* [TASK DIRECTIONS] Among the records, which lines hold the word "CalculationResult"? Pick them out.

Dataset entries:

---

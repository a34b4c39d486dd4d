//! # Gravelly CLI Application
//!
//! Terminal front end for the gravel quantity calculator. Plays the role of
//! the presentation layer: prompts for raw inputs, formats the results, and
//! drives the history store. All arithmetic lives in `gravel_core`.
//!
//! Last-used values are restored as prompt defaults from a form snapshot in
//! the working directory, alongside the history file.

use std::io::{self, BufRead, Write};
use std::str::FromStr;

use rand::thread_rng;

use gravel_core::calculator::{calculate, CalculationInput, CalculationResult};
use gravel_core::history::{HistoryRecord, HistoryStore, HISTORY_FILE};
use gravel_core::materials::GravelType;
use gravel_core::shapes::{PlotDimensions, Shape};
use gravel_core::snapshot::{FormSnapshot, SNAPSHOT_FILE};
use gravel_core::tips::pro_tip;
use gravel_core::units::{AreaUnit, LinearUnit};

fn read_line(prompt: &str) -> Option<String> {
    print!("{}", prompt);
    io::stdout().flush().ok()?;

    let mut input = String::new();
    io::stdin().lock().read_line(&mut input).ok()?;
    Some(input.trim().to_string())
}

/// Prompt for a number, falling back to the snapshot value for this field
/// and then to the hard default when the user just presses Enter.
fn prompt_f64(snapshot: &FormSnapshot, field: &str, label: &str, default: f64) -> f64 {
    let default = snapshot
        .get(field)
        .and_then(|v| v.parse().ok())
        .unwrap_or(default);

    let input = match read_line(&format!("{} [{}]: ", label, default)) {
        Some(input) => input,
        None => return default,
    };
    if input.is_empty() {
        return default;
    }
    input.parse().unwrap_or_else(|_| {
        println!("  Not a number, using {}", default);
        default
    })
}

/// Prompt for anything with a `FromStr` (units, shapes, gravel types).
fn prompt_parsed<T>(snapshot: &FormSnapshot, field: &str, label: &str, default: T) -> T
where
    T: FromStr + ToString + Copy,
{
    let default = snapshot
        .get(field)
        .and_then(|v| v.parse().ok())
        .unwrap_or(default);

    let input = match read_line(&format!("{} [{}]: ", label, default.to_string())) {
        Some(input) => input,
        None => return default,
    };
    if input.is_empty() {
        return default;
    }
    input.parse().unwrap_or_else(|_| {
        println!("  Unrecognized, using {}", default.to_string());
        default
    })
}

fn prompt_dimensions(snapshot: &FormSnapshot, shape: Shape) -> PlotDimensions {
    match shape {
        Shape::Rectangular => PlotDimensions::Rectangular {
            length: prompt_f64(snapshot, "length", "Length", 10.0),
            length_unit: prompt_parsed(snapshot, "length-unit", "Length unit (ft/m/in/yd/cm/mm)", LinearUnit::Feet),
            width: prompt_f64(snapshot, "width", "Width", 10.0),
            width_unit: prompt_parsed(snapshot, "width-unit", "Width unit (ft/m/in/yd/cm/mm)", LinearUnit::Feet),
        },
        Shape::Circular => PlotDimensions::Circular {
            diameter: prompt_f64(snapshot, "diameter", "Diameter", 10.0),
            diameter_unit: prompt_parsed(snapshot, "diameter-unit", "Diameter unit (ft/m/in/yd/cm/mm)", LinearUnit::Feet),
        },
        Shape::Triangular => PlotDimensions::Triangular {
            base: prompt_f64(snapshot, "base", "Base", 10.0),
            base_unit: prompt_parsed(snapshot, "base-unit", "Base unit (ft/m/in/yd/cm/mm)", LinearUnit::Feet),
            height: prompt_f64(snapshot, "height", "Height", 10.0),
            height_unit: prompt_parsed(snapshot, "height-unit", "Height unit (ft/m/in/yd/cm/mm)", LinearUnit::Feet),
        },
        Shape::Irregular => PlotDimensions::Irregular {
            area: prompt_f64(snapshot, "area", "Area", 100.0),
            area_unit: prompt_parsed(snapshot, "area-unit", "Area unit (sqft/sqm/sqyd)", AreaUnit::SquareFeet),
        },
    }
}

/// Remember the raw values the user settled on for the next run.
fn remember_inputs(snapshot: &mut FormSnapshot, input: &CalculationInput) {
    match &input.dimensions {
        PlotDimensions::Rectangular {
            length,
            length_unit,
            width,
            width_unit,
        } => {
            snapshot.set("length", length.to_string());
            snapshot.set("length-unit", length_unit.to_string());
            snapshot.set("width", width.to_string());
            snapshot.set("width-unit", width_unit.to_string());
        }
        PlotDimensions::Circular {
            diameter,
            diameter_unit,
        } => {
            snapshot.set("diameter", diameter.to_string());
            snapshot.set("diameter-unit", diameter_unit.to_string());
        }
        PlotDimensions::Triangular {
            base,
            base_unit,
            height,
            height_unit,
        } => {
            snapshot.set("base", base.to_string());
            snapshot.set("base-unit", base_unit.to_string());
            snapshot.set("height", height.to_string());
            snapshot.set("height-unit", height_unit.to_string());
        }
        PlotDimensions::Irregular { area, area_unit } => {
            snapshot.set("area", area.to_string());
            snapshot.set("area-unit", area_unit.to_string());
        }
    }
    snapshot.set("shape", input.dimensions.shape().to_string());
    snapshot.set("depth", input.depth.to_string());
    snapshot.set("depth-unit", input.depth_unit.to_string());
    snapshot.set("density", input.density_tons_per_cuyd.to_string());
    if let Some(price) = input.price_per_ton {
        snapshot.set("price", price.to_string());
    }
    snapshot.save();
}

fn print_results(result: &CalculationResult) {
    println!();
    println!("═══════════════════════════════════════");
    println!("  GRAVEL CALCULATION RESULTS");
    println!("═══════════════════════════════════════");
    println!();
    println!("Volume:");
    println!("  {:.2} yd³  ({:.2} ft³ | {:.2} m³)", result.volume_cuyd, result.volume_cuft, result.volume_cum);
    println!();
    println!("Weight:");
    println!("  {:.2} tons  ({:.0} lbs | {:.0} kg)", result.weight_tons, result.weight_lbs, result.weight_kg);
    println!();
    println!("Area:");
    println!("  {:.2} ft²  ({:.2} m²)", result.area_sqft, result.area_sqm());
    println!();
    if result.total_cost > 0.0 {
        println!("Estimated Cost:");
        println!("  ${:.2}  (${:.2} per ton)", result.total_cost, result.total_cost / result.weight_tons);
    } else {
        println!("Estimated Cost:");
        println!("  -  (enter a price per ton to estimate)");
    }
    println!();
    println!("Alternative Measurements:");
    println!("  Bags (50 lb):                {} bags needed", result.bags_50lb());
    println!("  Bags (40 lb):                {} bags needed", result.bags_40lb());
    println!("  Dump truck loads (10 yd³):   {:.2} loads", result.dump_truck_loads());
    println!("  Wheelbarrows (3 ft³):        {} trips", result.wheelbarrow_trips());
    println!("  Coverage at {:.1}\" depth:      {:.2} ft²", result.depth_ft * 12.0, result.area_sqft);
    println!();
    println!("Pro Tip:");
    println!("  {}", pro_tip(result, &mut thread_rng()));
    println!("═══════════════════════════════════════");
}

fn main() {
    // Keep the handle alive so warnings from the core reach stderr.
    let _logger = flexi_logger::Logger::try_with_env_or_str("warn")
        .ok()
        .and_then(|logger| logger.start().ok());

    println!("Gravelly CLI - Gravel Quantity Calculator");
    println!("=========================================");
    println!();

    let mut snapshot = FormSnapshot::open(SNAPSHOT_FILE);
    let mut history = HistoryStore::open(HISTORY_FILE);
    if !history.is_empty() {
        println!("({} previous calculations on record)", history.len());
        println!();
    }

    println!("Shapes: rectangular, circular, triangular, irregular");
    let shape: Shape = prompt_parsed(&snapshot, "shape", "Plot shape", Shape::Rectangular);
    let dimensions = prompt_dimensions(&snapshot, shape);

    let depth = prompt_f64(&snapshot, "depth", "Fill depth", 3.0);
    let depth_unit = prompt_parsed(&snapshot, "depth-unit", "Depth unit (ft/m/in/yd/cm/mm)", LinearUnit::Inches);

    println!();
    println!("Gravel types:");
    for gravel in GravelType::ALL {
        println!("  {:<20} {:.2} tons/yd³", gravel.label(), gravel.density_tons_per_cuyd());
    }
    let default_density = snapshot
        .get("density")
        .and_then(|v| v.parse().ok())
        .unwrap_or_else(|| GravelType::PeaGravel.density_tons_per_cuyd());
    let density = match read_line(&format!("Gravel type or density (tons/yd³) [{}]: ", default_density)) {
        Some(input) if !input.is_empty() => match input.parse::<GravelType>() {
            Ok(gravel) => gravel.density_tons_per_cuyd(),
            Err(_) => input.parse().unwrap_or(default_density),
        },
        _ => default_density,
    };

    let price = prompt_f64(&snapshot, "price", "Price per ton (0 to skip)", 0.0);

    let input = CalculationInput {
        dimensions,
        depth,
        depth_unit,
        density_tons_per_cuyd: density,
        price_per_ton: if price > 0.0 { Some(price) } else { None },
    };

    match calculate(&input) {
        Ok(result) => {
            print_results(&result);

            history.append(HistoryRecord::new(shape, &result));
            println!();
            println!("Saved to history ({} calculations total).", history.len());

            remember_inputs(&mut snapshot, &input);
        }
        Err(e) => {
            eprintln!("Error: {}", e);
            if let Ok(json) = serde_json::to_string_pretty(&e) {
                eprintln!();
                eprintln!("Error JSON:");
                eprintln!("{}", json);
            }
            std::process::exit(1);
        }
    }
}
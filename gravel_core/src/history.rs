//! # Calculation History Store
//!
//! Append-only log of completed calculations, held in memory and mirrored
//! to a JSON file with atomic write semantics (write to .tmp, sync, rename).
//!
//! Durability is best-effort by contract: `append` never fails the caller.
//! A failed write is reported through the `log` facade and swallowed; the
//! in-memory log still reflects the append. Likewise a missing, corrupt, or
//! unparsable file at open time yields an empty log, not an error.
//!
//! There is no query, filter, or eviction. The log grows unboundedly for
//! the life of the storage medium.
//!
//! ## Example
//!
//! ```rust,no_run
//! use gravel_core::history::{HistoryRecord, HistoryStore};
//! use gravel_core::shapes::Shape;
//!
//! let mut store = HistoryStore::open("gravel_history.json");
//! # let result = unimplemented!();
//! store.append(HistoryRecord::new(Shape::Rectangular, &result));
//! println!("{} calculations on record", store.len());
//! ```

use std::fs::{self, File};
use std::io::Write;
use std::path::{Path, PathBuf};

use chrono::{DateTime, Utc};
use log::{debug, warn};
use serde::{Deserialize, Serialize};

use crate::calculator::CalculationResult;
use crate::errors::{CalcError, CalcResult};
use crate::shapes::Shape;

/// Default file name for the durable history mirror.
pub const HISTORY_FILE: &str = "gravel_history.json";

/// A persisted summary of one completed calculation.
///
/// Immutable after creation; its only identity is the timestamp.
#[derive(Debug, Clone, PartialEq, Serialize, Deserialize)]
pub struct HistoryRecord {
    /// Plot shape the calculation was for
    pub shape: Shape,

    /// Volume in cubic yards
    pub volume: f64,

    /// Weight in US short tons
    pub weight: f64,

    /// Total cost (zero when no price was supplied)
    pub cost: f64,

    /// When the calculation completed (serialized as ISO-8601)
    pub timestamp: DateTime<Utc>,
}

impl HistoryRecord {
    /// Summarize a calculation result, stamped with the current time.
    pub fn new(shape: Shape, result: &CalculationResult) -> Self {
        HistoryRecord {
            shape,
            volume: result.volume_cuyd,
            weight: result.weight_tons,
            cost: result.total_cost,
            timestamp: Utc::now(),
        }
    }
}

/// Ordered, append-only calculation log with a durable JSON mirror.
#[derive(Debug)]
pub struct HistoryStore {
    path: PathBuf,
    records: Vec<HistoryRecord>,
}

impl HistoryStore {
    /// Open a store backed by the given file.
    ///
    /// If the file exists and parses as a record array, the log is restored
    /// from it. If it is absent, corrupt, or unparsable, the store starts
    /// empty; the condition is logged, never raised.
    pub fn open(path: impl Into<PathBuf>) -> Self {
        let path = path.into();
        let records = match load_records(&path) {
            Ok(records) => {
                debug!("restored {} history records from {}", records.len(), path.display());
                records
            }
            Err(e) if path.exists() => {
                warn!("discarding unreadable history at {}: {}", path.display(), e);
                Vec::new()
            }
            Err(_) => Vec::new(),
        };
        HistoryStore { path, records }
    }

    /// Append a record to the log and mirror the full log to disk.
    ///
    /// The in-memory log always reflects the append; a failed disk write is
    /// logged and swallowed. No retry is attempted.
    pub fn append(&mut self, record: HistoryRecord) {
        self.records.push(record);
        if let Err(e) = self.persist() {
            warn!("could not persist history to {}: {}", self.path.display(), e);
        }
    }

    /// All records, in append order.
    pub fn records(&self) -> &[HistoryRecord] {
        &self.records
    }

    /// Number of records on the log.
    pub fn len(&self) -> usize {
        self.records.len()
    }

    pub fn is_empty(&self) -> bool {
        self.records.is_empty()
    }

    /// Path of the durable mirror.
    pub fn path(&self) -> &Path {
        &self.path
    }

    /// Overwrite the durable mirror with the full in-memory log.
    ///
    /// Writes to a temp file, syncs, then renames so an interrupted write
    /// never corrupts the existing mirror.
    fn persist(&self) -> CalcResult<()> {
        let json = serde_json::to_string_pretty(&self.records).map_err(|e| {
            CalcError::SerializationError {
                reason: e.to_string(),
            }
        })?;

        let tmp_path = self.path.with_extension("json.tmp");

        let mut tmp_file = File::create(&tmp_path).map_err(|e| {
            CalcError::storage("create temp file", tmp_path.display().to_string(), e.to_string())
        })?;

        tmp_file.write_all(json.as_bytes()).map_err(|e| {
            CalcError::storage("write temp file", tmp_path.display().to_string(), e.to_string())
        })?;

        tmp_file.sync_all().map_err(|e| {
            CalcError::storage("sync temp file", tmp_path.display().to_string(), e.to_string())
        })?;

        fs::rename(&tmp_path, &self.path).map_err(|e| {
            let _ = fs::remove_file(&tmp_path);
            CalcError::storage("rename to final", self.path.display().to_string(), e.to_string())
        })?;

        Ok(())
    }
}

/// Read and parse the record array from a mirror file.
fn load_records(path: &Path) -> CalcResult<Vec<HistoryRecord>> {
    let contents = fs::read_to_string(path).map_err(|e| {
        CalcError::storage("read", path.display().to_string(), e.to_string())
    })?;

    serde_json::from_str(&contents).map_err(|e| CalcError::SerializationError {
        reason: format!("Invalid JSON in {}: {}", path.display(), e),
    })
}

---

* [OUTPUT FOR THIS TASK]
use gravel_core::calculator::{calculate, CalculationInput, CalculationResult};
fn print_results(result: &CalculationResult) {
use crate::calculator::CalculationResult;
    pub fn new(shape: Shape, result: &CalculationResult) -> Self {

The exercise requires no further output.